A slow site is a slow death for a brand. Whether you have a blog, an online storefront or anything else, your viewers need to able to form a positive impression fast. You have to be able to load a page quickly to pull that off.

Back in 2012, there was a study that found it takes under 3 seconds for people to decide whether or not your site is worth staying on. It’s that quick; they click the link and they form an opinion.

That study focused more on website design, which is certainly a crucial element to consider. But if in that time your site hasn’t properly loaded or doesn’t allow the user to begin interacting with content or features, you have probably lost a customer.

KissMetrics found that users were more than 40% more likely to abandon a page if it took more than ten seconds to load. Their patience was a little higher for mobile sites as they expected to have a longer load time through their phone than their desktop. But the average abandonment time was still 6 – 10 seconds.

User expectations are higher than ever. If you don’t meet them, there are plenty of competitors out there who are more than happy to take their cash.

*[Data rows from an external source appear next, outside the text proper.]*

//! E2E tests over a live server
//!
//! Binds an ephemeral port, then drives the REST API with reqwest and the
//! sample stream with a real WebSocket client.

use biostream::{AppState, Coordinator, CoordinatorHandle, ServerConfig, StreamConfig};
use futures_util::{SinkExt, StreamExt};
use serde_json::{json, Value};
use std::time::Duration;
use tokio::net::TcpListener;
use tokio::sync::oneshot;
use tokio_tungstenite::tungstenite::Message;

const PASSWORD: &str = "e2e-secret";

struct TestServer {
    base: String,
    ws: String,
    _shutdown: oneshot::Sender<()>,
}

async fn start() -> TestServer {
    let stream = StreamConfig {
        password: PASSWORD.to_string(),
        max_clients: 2,
        ..StreamConfig::default()
    };
    let handle = CoordinatorHandle::spawn(Coordinator::new(stream).unwrap());

    let listener = TcpListener::bind("127.0.0.1:0").await.unwrap();
    let addr = listener.local_addr().unwrap();
    let config = ServerConfig {
        port: addr.port(),
        bind_addr: "127.0.0.1".to_string(),
    };
    let state = AppState::new(handle, config);

    let (tx, rx) = oneshot::channel::<()>();
    tokio::spawn(async move {
        let shutdown = async move {
            let _ = rx.await;
        };
        biostream_server::serve(listener, state, shutdown).await.unwrap();
    });

    TestServer {
        base: format!("http://{}", addr),
        ws: format!("ws://{}/api/v1/ws", addr),
        _shutdown: tx,
    }
}

async fn login(client: &reqwest::Client, base: &str) -> String {
    let resp = client
        .post(format!("{}/api/v1/auth", base))
        .json(&json!({ "password": PASSWORD }))
        .send()
        .await
        .unwrap();
    assert_eq!(resp.status(), 200);
    let body: Value = resp.json().await.unwrap();
    body["token"].as_str().unwrap().to_string()
}

async fn next_json<S>(ws: &mut S) -> Value
where
    S: futures_util::Stream<Item = Result<Message, tokio_tungstenite::tungstenite::Error>> + Unpin,
{
    loop {
        let msg = tokio::time::timeout(Duration::from_secs(2), ws.next())
            .await
            .expect("timed out waiting for a frame")
            .expect("stream ended")
            .unwrap();
        if let Message::Text(text) = msg {
            return serde_json::from_str(text.as_str()).unwrap();
        }
    }
}

/// Test login rejects a wrong password and security headers are set
#[tokio::test]
async fn test_login_and_headers() {
    let server = start().await;
    let client = reqwest::Client::new();

    let resp = client
        .post(format!("{}/api/v1/auth", server.base))
        .json(&json!({ "password": "wrong" }))
        .send()
        .await
        .unwrap();
    assert_eq!(resp.status(), 401);
    assert_eq!(resp.headers()["x-frame-options"], "DENY");
    assert_eq!(resp.headers()["x-content-type-options"], "nosniff");

    let token = login(&client, &server.base).await;
    let sessions: Value = client
        .get(format!("{}/api/v1/sessions", server.base))
        .bearer_auth(&token)
        .send()
        .await
        .unwrap()
        .json()
        .await
        .unwrap();
    assert_eq!(sessions.as_array().unwrap().len(), 1);

    let resp = client
        .delete(format!("{}/api/v1/auth", server.base))
        .bearer_auth(&token)
        .send()
        .await
        .unwrap();
    assert_eq!(resp.status(), 200);

    let resp = client
        .get(format!("{}/api/v1/sessions", server.base))
        .bearer_auth(&token)
        .send()
        .await
        .unwrap();
    assert_eq!(resp.status(), 401);
}

/// Test a viewer streams pushed samples and its acks show up in quality
#[tokio::test]
async fn test_stream_and_ack_round_trip() {
    let server = start().await;
    let client = reqwest::Client::new();

    assert!(
        tokio_tungstenite::connect_async(server.ws.as_str()).await.is_err(),
        "connecting without a token must fail"
    );
    assert!(
        tokio_tungstenite::connect_async(format!("{}?token=bogus", server.ws))
            .await
            .is_err()
    );

    let token = login(&client, &server.base).await;
    let (mut ws, _) = tokio_tungstenite::connect_async(format!("{}?token={}", server.ws, token))
        .await
        .unwrap();

    let config = next_json(&mut ws).await;
    assert_eq!(config["type"], "config");
    assert_eq!(config["sample_rate"], 100);
    let client_id = config["client_id"].as_str().unwrap().to_string();

    for i in 0..3 {
        let resp: Value = client
            .post(format!("{}/api/v1/data/push", server.base))
            .json(&json!({ "timestamp": i as f64 * 0.01, "value": 512.0 }))
            .send()
            .await
            .unwrap()
            .json()
            .await
            .unwrap();
        assert_eq!(resp["seq"], i + 1);
    }

    for expected in 1..=3u64 {
        let frame = next_json(&mut ws).await;
        assert_eq!(frame["type"], "data");
        assert_eq!(frame["seq"], expected);
        assert_eq!(frame["raw"], 512.0);
        let ack = json!({ "type": "ack", "seq": expected, "client_time": 0.0 });
        ws.send(Message::Text(ack.to_string().into())).await.unwrap();
    }

    let url = format!("{}/api/v1/quality/{}", server.base, client_id);
    let mut received = 0;
    for _ in 0..50 {
        let report: Value = client.get(&url).send().await.unwrap().json().await.unwrap();
        received = report["packets_received"].as_u64().unwrap();
        if received == 3 {
            assert_eq!(report["packets_lost"], 0);
            assert_eq!(report["quality"], "excellent");
            break;
        }
        tokio::time::sleep(Duration::from_millis(20)).await;
    }
    assert_eq!(received, 3);

    ws.close(None).await.unwrap();
    let mut gone = false;
    for _ in 0..50 {
        if client.get(&url).send().await.unwrap().status() == 404 {
            gone = true;
            break;
        }
        tokio::time::sleep(Duration::from_millis(20)).await;
    }
    assert!(gone, "closed viewer should be unregistered");
}

/// Test filter updates need a token and invalid bands are refused
#[tokio::test]
async fn test_filter_endpoints() {
    let server = start().await;
    let client = reqwest::Client::new();
    let url = format!("{}/api/v1/filter", server.base);
    let update = json!({ "lowcut": 0.7, "highcut": 8.0, "order": 2 });

    let resp = client.post(&url).json(&update).send().await.unwrap();
    assert_eq!(resp.status(), 401);

    let token = login(&client, &server.base).await;
    let resp = client
        .post(&url)
        .bearer_auth(&token)
        .json(&json!({ "lowcut": 10.0, "highcut": 2.0, "order": 2 }))
        .send()
        .await
        .unwrap();
    assert_eq!(resp.status(), 422);

    let resp = client
        .post(&url)
        .bearer_auth(&token)
        .json(&update)
        .send()
        .await
        .unwrap();
    assert_eq!(resp.status(), 200);

    let resp = client
        .post(&url)
        .bearer_auth(&token)
        .json(&json!({ "lowcut": 0.7, "highcut": 8.0, "order": 1u64 << 40 }))
        .send()
        .await
        .unwrap();
    assert_eq!(resp.status(), 422);

    let current: Value = client.get(&url).send().await.unwrap().json().await.unwrap();
    assert_eq!(current["lowcut_hz"], 0.7);
    assert_eq!(current["highcut_hz"], 8.0);
    assert_eq!(current["order"], 2);

    let applied: Value = client
        .post(format!("{}/api/v1/filter/apply", server.base))
        .json(&json!({ "data": [1.0, 2.0] }))
        .send()
        .await
        .unwrap()
        .json()
        .await
        .unwrap();
    assert_eq!(applied["filtered"], json!([1.0, 2.0]));
    assert_eq!(applied["warning"]["actual"], 2);
}

/// Test history windows and their validation
#[tokio::test]
async fn test_history_endpoints() {
    let server = start().await;
    let client = reqwest::Client::new();

    for i in 0..200 {
        client
            .post(format!("{}/api/v1/data/push", server.base))
            .json(&json!({ "timestamp": i as f64 * 0.01, "value": i as f64 }))
            .send()
            .await
            .unwrap();
    }

    let all: Value = client
        .get(format!("{}/api/v1/history", server.base))
        .send()
        .await
        .unwrap()
        .json()
        .await
        .unwrap();
    assert_eq!(all["count"], 200);

    let recent: Value = client
        .get(format!("{}/api/v1/history?window=0.5", server.base))
        .send()
        .await
        .unwrap()
        .json()
        .await
        .unwrap();
    let count = recent["count"].as_u64().unwrap();
    assert!((50..=51).contains(&count), "got {}", count);

    let resp = client
        .get(format!("{}/api/v1/history?window=-1", server.base))
        .send()
        .await
        .unwrap();
    assert_eq!(resp.status(), 400);

    let resp = client
        .post(format!("{}/api/v1/history/clear", server.base))
        .send()
        .await
        .unwrap();
    assert_eq!(resp.status(), 401);

    let token = login(&client, &server.base).await;
    let resp = client
        .post(format!("{}/api/v1/history/clear", server.base))
        .bearer_auth(&token)
        .send()
        .await
        .unwrap();
    assert_eq!(resp.status(), 200);

    let status: Value = client
        .get(format!("{}/api/v1/status", server.base))
        .send()
        .await
        .unwrap()
        .json()
        .await
        .unwrap();
    assert_eq!(status["buffered_samples"], 0);
    assert_eq!(status["last_seq"], 200);
    assert_eq!(status["source_active"], true);
    assert_eq!(status["source_stats"]["samples_read"], 0);
}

But don’t worry, your site isn’t doomed. Here are the most common reasons that websites slow down, and each has a fix.

Issue #1 – You have a bad host

Hey, we get it, sometimes you have to shop for a bargain. Hosting services can get expensive, especially as your site grows and visitors increase. But saving too much on a host could be costing you customers in the long run.

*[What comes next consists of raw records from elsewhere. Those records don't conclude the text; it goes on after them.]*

//! Session authority: password check, token minting, validation, revocation

use super::display_id;
use base64::Engine;
use chrono::{DateTime, Utc};
use rand::Rng;
use serde::Serialize;
use sha2::{Digest, Sha256};
use std::collections::HashMap;
use std::time::{Duration, Instant};
use thiserror::Error;

/// Upper bound on token lifetime (10 years)
const MAX_TTL: Duration = Duration::from_secs(10 * 365 * 24 * 3600);

/// Authentication failures
#[derive(Error, Debug, Clone, Copy, PartialEq, Eq)]
pub enum AuthError {
    #[error("Invalid password")]
    InvalidCredentials,

    #[error("Unknown session token")]
    UnknownToken,

    #[error("Session token has expired")]
    ExpiredToken,
}

/// Bearer token handed to a caller after login
#[derive(Debug, Clone, PartialEq, Serialize)]
pub struct Token {
    pub value: String,
    pub issued_at: DateTime<Utc>,
    pub expires_at: DateTime<Utc>,
}

/// Public view of an active session; never carries the full token
#[derive(Debug, Clone, PartialEq, Serialize)]
pub struct SessionInfo {
    /// First 8 characters of the token followed by "..."
    pub id: String,
    pub issued_at: DateTime<Utc>,
    pub age_secs: f64,
    pub remaining_secs: f64,
}

#[derive(Debug, Clone)]
struct TokenRecord {
    issued_at: Instant,
    expires_at: Instant,
    issued_wall: DateTime<Utc>,
}

impl TokenRecord {
    fn is_expired(&self, now: Instant) -> bool {
        now >= self.expires_at
    }
}

/// Mints and tracks bearer tokens for a single shared password
///
/// Only the SHA-256 digest of the password is kept.
pub struct SessionAuthority {
    password_digest: [u8; 32],
    ttl: Duration,
    tokens: HashMap<String, TokenRecord>,
}

impl SessionAuthority {
    pub fn new(password: &str, ttl: Duration) -> Self {
        Self {
            password_digest: digest(password),
            ttl: ttl.min(MAX_TTL),
            tokens: HashMap::new(),
        }
    }

    /// Token lifetime
    pub fn ttl(&self) -> Duration {
        self.ttl
    }

    /// Exchange the password for a fresh token
    pub fn authenticate(&mut self, password: &str) -> Result<Token, AuthError> {
        self.authenticate_at(password, Instant::now())
    }

    pub fn authenticate_at(&mut self, password: &str, now: Instant) -> Result<Token, AuthError> {
        if !constant_time_eq(&digest(password), &self.password_digest) {
            tracing::warn!("auth_rejected");
            return Err(AuthError::InvalidCredentials);
        }

        let value = generate_session_token();
        let issued_wall = Utc::now();
        let expires_wall = chrono::Duration::from_std(self.ttl)
            .ok()
            .and_then(|ttl| issued_wall.checked_add_signed(ttl))
            .unwrap_or(DateTime::<Utc>::MAX_UTC);

        self.tokens.insert(
            value.clone(),
            TokenRecord {
                issued_at: now,
                expires_at: now + self.ttl,
                issued_wall,
            },
        );

        tracing::info!(
            token = %display_id(&value),
            active = self.tokens.len(),
            "session_created"
        );

        Ok(Token {
            value,
            issued_at: issued_wall,
            expires_at: expires_wall,
        })
    }

    /// Check a token, deleting it if it has expired
    pub fn check_token(&mut self, token: &str) -> Result<(), AuthError> {
        self.check_token_at(token, Instant::now())
    }

    pub fn check_token_at(&mut self, token: &str, now: Instant) -> Result<(), AuthError> {
        let record = self.tokens.get(token).ok_or(AuthError::UnknownToken)?;
        if record.is_expired(now) {
            self.tokens.remove(token);
            tracing::info!(token = %display_id(token), "session_expired");
            return Err(AuthError::ExpiredToken);
        }
        Ok(())
    }

    /// True if the token is known and unexpired
    pub fn validate_token(&mut self, token: &str) -> bool {
        self.check_token(token).is_ok()
    }

    pub fn validate_token_at(&mut self, token: &str, now: Instant) -> bool {
        self.check_token_at(token, now).is_ok()
    }

    /// Forget a token; returns whether it existed
    pub fn revoke_token(&mut self, token: &str) -> bool {
        let removed = self.tokens.remove(token).is_some();
        if removed {
            tracing::info!(token = %display_id(token), "session_revoked");
        }
        removed
    }

    /// Drop all expired tokens; returns how many were removed
    pub fn purge_expired(&mut self) -> usize {
        self.purge_expired_at(Instant::now())
    }

    pub fn purge_expired_at(&mut self, now: Instant) -> usize {
        let before = self.tokens.len();
        self.tokens.retain(|_, record| !record.is_expired(now));
        let purged = before - self.tokens.len();
        if purged > 0 {
            tracing::debug!(purged, "sessions_purged");
        }
        purged
    }

    /// Unexpired sessions, after purging expired ones
    pub fn list_active_sessions(&mut self) -> Vec<SessionInfo> {
        self.list_active_sessions_at(Instant::now())
    }

    pub fn list_active_sessions_at(&mut self, now: Instant) -> Vec<SessionInfo> {
        self.purge_expired_at(now);
        let mut sessions: Vec<SessionInfo> = self
            .tokens
            .iter()
            .map(|(token, record)| SessionInfo {
                id: display_id(token),
                issued_at: record.issued_wall,
                age_secs: now.saturating_duration_since(record.issued_at).as_secs_f64(),
                remaining_secs: record.expires_at.saturating_duration_since(now).as_secs_f64(),
            })
            .collect();
        sessions.sort_by(|a, b| a.issued_at.cmp(&b.issued_at));
        sessions
    }

    /// Number of stored tokens (expired ones included until purged)
    pub fn active_count(&self) -> usize {
        self.tokens.len()
    }
}

impl std::fmt::Debug for SessionAuthority {
    fn fmt(&self, f: &mut std::fmt::Formatter<'_>) -> std::fmt::Result {
        f.debug_struct("SessionAuthority")
            .field("ttl", &self.ttl)
            .field("tokens", &self.tokens.len())
            .finish()
    }
}

fn digest(password: &str) -> [u8; 32] {
    let mut out = [0u8; 32];
    out.copy_from_slice(Sha256::digest(password.as_bytes()).as_slice());
    out
}

/// 32 random bytes, URL-safe base64 without padding
fn generate_session_token() -> String {
    let mut rng = rand::rng();
    let bytes: [u8; 32] = rng.random();
    base64::engine::general_purpose::URL_SAFE_NO_PAD.encode(bytes)
}

fn constant_time_eq(a: &[u8], b: &[u8]) -> bool {
    if a.len() != b.len() {
        return false;
    }
    a.iter()
        .zip(b.iter())
        .fold(0u8, |acc, (x, y)| acc | (x ^ y))
        == 0
}

#[cfg(test)]
mod tests {
    use super::*;

    fn authority(ttl_secs: u64) -> SessionAuthority {
        SessionAuthority::new("hunter2", Duration::from_secs(ttl_secs))
    }

    #[test]
    fn test_wrong_password_rejected() {
        let mut auth = authority(60);
        assert_eq!(
            auth.authenticate("nope"),
            Err(AuthError::InvalidCredentials)
        );
        assert_eq!(auth.active_count(), 0);
    }

    #[test]
    fn test_token_shape() {
        let mut auth = authority(60);
        let token = auth.authenticate("hunter2").unwrap();
        // 32 bytes -> 43 chars of unpadded base64
        assert_eq!(token.value.len(), 43);
        assert!(!token.value.contains('='));
        assert!(!token.value.contains('+') && !token.value.contains('/'));
        assert!(token.expires_at > token.issued_at);
    }

    #[test]
    fn test_tokens_coexist_and_differ() {
        let mut auth = authority(60);
        let a = auth.authenticate("hunter2").unwrap();
        let b = auth.authenticate("hunter2").unwrap();
        assert_ne!(a.value, b.value);
        assert!(auth.validate_token(&a.value));
        assert!(auth.validate_token(&b.value));
    }

    #[test]
    fn test_expired_token_is_deleted() {
        let mut auth = authority(10);
        let t0 = Instant::now();
        let token = auth.authenticate_at("hunter2", t0).unwrap();

        assert!(auth.validate_token_at(&token.value, t0 + Duration::from_secs(9)));
        assert_eq!(
            auth.check_token_at(&token.value, t0 + Duration::from_secs(10)),
            Err(AuthError::ExpiredToken)
        );
        // Lazily deleted: now unknown
        assert_eq!(
            auth.check_token_at(&token.value, t0),
            Err(AuthError::UnknownToken)
        );
    }

    #[test]
    fn test_revoke_is_idempotent() {
        let mut auth = authority(60);
        let token = auth.authenticate("hunter2").unwrap();
        assert!(auth.revoke_token(&token.value));
        assert!(!auth.revoke_token(&token.value));
        assert!(!auth.validate_token(&token.value));
    }

    #[test]
    fn test_purge_and_list() {
        let mut auth = authority(10);
        let t0 = Instant::now();
        let old = auth.authenticate_at("hunter2", t0).unwrap();
        let fresh = auth
            .authenticate_at("hunter2", t0 + Duration::from_secs(5))
            .unwrap();

        let sessions = auth.list_active_sessions_at(t0 + Duration::from_secs(12));
        assert_eq!(sessions.len(), 1);
        assert_eq!(sessions[0].id, format!("{}...", &fresh.value[..8]));
        assert!((sessions[0].age_secs - 7.0).abs() < 1e-9);
        assert!((sessions[0].remaining_secs - 3.0).abs() < 1e-9);
        assert!(!auth.validate_token_at(&old.value, t0 + Duration::from_secs(12)));

        assert_eq!(auth.purge_expired_at(t0 + Duration::from_secs(20)), 1);
        assert_eq!(auth.active_count(), 0);
    }

    #[test]
    fn test_unknown_token() {
        let mut auth = authority(60);
        assert_eq!(auth.check_token("abc"), Err(AuthError::UnknownToken));
    }

    #[test]
    fn test_display_id_truncates() {
        assert_eq!(display_id("abcdefghijkl"), "abcdefgh...");
        assert_eq!(display_id("abc"), "abc...");
    }
}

Cheap hosting services can be tempting with their $5 – $10 per month packages that promises big things. The problem is – if they don’t deliver, you can’t really complain… you get what you pay for, right?

So how can you choose the best hosting service for your needs?

An easy fix: Do your homework. Your website is an investment, make sure you monitor your site performance and research a hosting company before signing up. Switching a host can turn into a nightmare!

  • Check your hosting Uptime stats
  • Search for reviews. Try searching Twitter for [hosting-name :(]

Issue #2 – You have local network problems

Your website doesn’t just go from point A to point B when you load your site. It has multiple little hops between server points, which can be interrupted by problems in your local network.

An easy fix: Pingdom is the tool I use to monitor my site performance. To save time, I use Cyfe to monitor all of them from the single page. Just hook up Cyfe with your Pingdom account and watch all your sites from one handy page, including:

  • Status Overview
  • Performance Overview
  • Response Time
  • Uptime
  • Downtime
  • Outage Log
  • Alert Log
  • Test Result Log

What may be slowing your site down (and how to fix it)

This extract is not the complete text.